Below are the records. List every line holding the word "invalid".

------------------------------------------------------------------------

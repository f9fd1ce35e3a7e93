//! Configuration management.
//!
//! All runtime knobs live in a single `Settings` struct that is loaded
//! once at startup and injected into the orchestrator, never read from
//! ambient global state. Values come from an optional TOML file with
//! environment overrides for secrets (loaded via dotenv in main).

use std::path::{Path, PathBuf};

use serde::{Deserialize, Serialize};

/// Top-level settings, deserialized from `pricewatch.toml`.
#[derive(Debug, Clone, Serialize, Deserialize)]
#[serde(default)]
pub struct Settings {
    /// Path to the SQLite offer store.
    pub database_path: PathBuf,
    /// Path to the discovery/targets file.
    pub targets_file: PathBuf,
    /// Logical namespace recorded on targets without an explicit one.
    pub default_collection: String,
    pub aggregator: AggregatorSettings,
    pub browser: BrowserSettings,
    pub pool: PoolSettings,
    pub scrape: ScrapeSettings,
    pub chat: ChatSettings,
    pub server: ServerSettings,
}

impl Default for Settings {
    fn default() -> Self {
        Self {
            database_path: PathBuf::from("pricewatch.db"),
            targets_file: PathBuf::from("targets.json"),
            default_collection: "e_ticaret_offers".to_string(),
            aggregator: AggregatorSettings::default(),
            browser: BrowserSettings::default(),
            pool: PoolSettings::default(),
            scrape: ScrapeSettings::default(),
            chat: ChatSettings::default(),
            server: ServerSettings::default(),
        }
    }
}

impl Settings {
    /// Load settings from a TOML file, falling back to defaults when the
    /// file does not exist. A present-but-invalid file is an error.
    pub fn load(path: Option<&Path>) -> anyhow::Result<Self> {
        let path = path.unwrap_or_else(|| Path::new("pricewatch.toml"));
        let mut settings = if path.exists() {
            let raw = std::fs::read_to_string(path)?;
            toml::from_str(&raw)
                .map_err(|e| anyhow::anyhow!("invalid config {}: {}", path.display(), e))?
        } else {
            Self::default()
        };
        settings.apply_env();
        Ok(settings)
    }

    /// Environment overrides for values that should not sit in a config
    /// file checked into version control.
    fn apply_env(&mut self) {
        if let Ok(key) = std::env::var("PRICEWATCH_CHAT_API_KEY") {
            if !key.trim().is_empty() {
                self.chat.api_key = Some(key.trim().to_string());
            }
        }
        if let Ok(url) = std::env::var("PRICEWATCH_CHAT_API_URL") {
            if !url.trim().is_empty() {
                self.chat.api_url = Some(url.trim().to_string());
            }
        }
        if let Ok(db) = std::env::var("PRICEWATCH_DB") {
            if !db.trim().is_empty() {
                self.database_path = PathBuf::from(db);
            }
        }
    }
}

/// Aggregator (price-comparison site) access settings.
#[derive(Debug, Clone, Serialize, Deserialize)]
#[serde(default)]
pub struct AggregatorSettings {
    /// Origin used to absolutize relative outbound links.
    pub base_url: String,
    /// How many seller rows to take from a listing page.
    pub seller_cap: usize,
    /// Bounded wait for the seller-list container, seconds.
    pub wait_secs: u64,
}

impl Default for AggregatorSettings {
    fn default() -> Self {
        Self {
            base_url: "https://www.akakce.com".to_string(),
            seller_cap: 10,
            wait_secs: 30,
        }
    }
}

/// Browser session settings.
#[derive(Debug, Clone, Serialize, Deserialize)]
#[serde(default)]
pub struct BrowserSettings {
    /// Run Chrome headless. Disable only for local debugging.
    pub headless: bool,
    /// Explicit Chrome binary; auto-detected when unset.
    pub chrome_binary: Option<PathBuf>,
    /// Navigation timeout, seconds.
    pub nav_timeout_secs: u64,
}

impl Default for BrowserSettings {
    fn default() -> Self {
        Self {
            headless: true,
            chrome_binary: None,
            nav_timeout_secs: 30,
        }
    }
}

/// Worker pool settings.
#[derive(Debug, Clone, Serialize, Deserialize)]
#[serde(default)]
pub struct PoolSettings {
    /// Maximum concurrent scrape tasks regardless of batch size.
    pub cap: usize,
    /// Overall per-task deadline enforced by the pool, seconds.
    pub task_deadline_secs: u64,
}

impl Default for PoolSettings {
    fn default() -> Self {
        Self {
            cap: 10,
            task_deadline_secs: 420,
        }
    }
}

/// Per-task scrape settings.
#[derive(Debug, Clone, Serialize, Deserialize)]
#[serde(default)]
pub struct ScrapeSettings {
    /// Upper bound on review texts collected per offer.
    pub max_reviews: usize,
    /// Bounded wait for the redirect chain to leave the aggregator, seconds.
    pub redirect_timeout_secs: u64,
}

impl Default for ScrapeSettings {
    fn default() -> Self {
        Self {
            max_reviews: 20,
            redirect_timeout_secs: 40,
        }
    }
}

/// Chat / text-generation boundary settings.
#[derive(Debug, Clone, Serialize, Deserialize)]
#[serde(default)]
pub struct ChatSettings {
    /// Text-generation endpoint; the rule-based responder is used when unset.
    pub api_url: Option<String>,
    pub api_key: Option<String>,
    /// Margin applied by the dynamic price suggestion, percent.
    pub price_margin_pct: f64,
}

impl Default for ChatSettings {
    fn default() -> Self {
        Self {
            api_url: None,
            api_key: None,
            price_margin_pct: 5.0,
        }
    }
}

/// HTTP API settings.
#[derive(Debug, Clone, Serialize, Deserialize)]
#[serde(default)]
pub struct ServerSettings {
    pub bind: String,
}

impl Default for ServerSettings {
    fn default() -> Self {
        Self {
            bind: "127.0.0.1:5001".to_string(),
        }
    }
}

------------------------------------------------------------------------

### EXERCISE SOLUTION
    /// file does not exist. A present-but-invalid file is an error.
                .map_err(|e| anyhow::anyhow!("invalid config {}: {}", path.display(), e))?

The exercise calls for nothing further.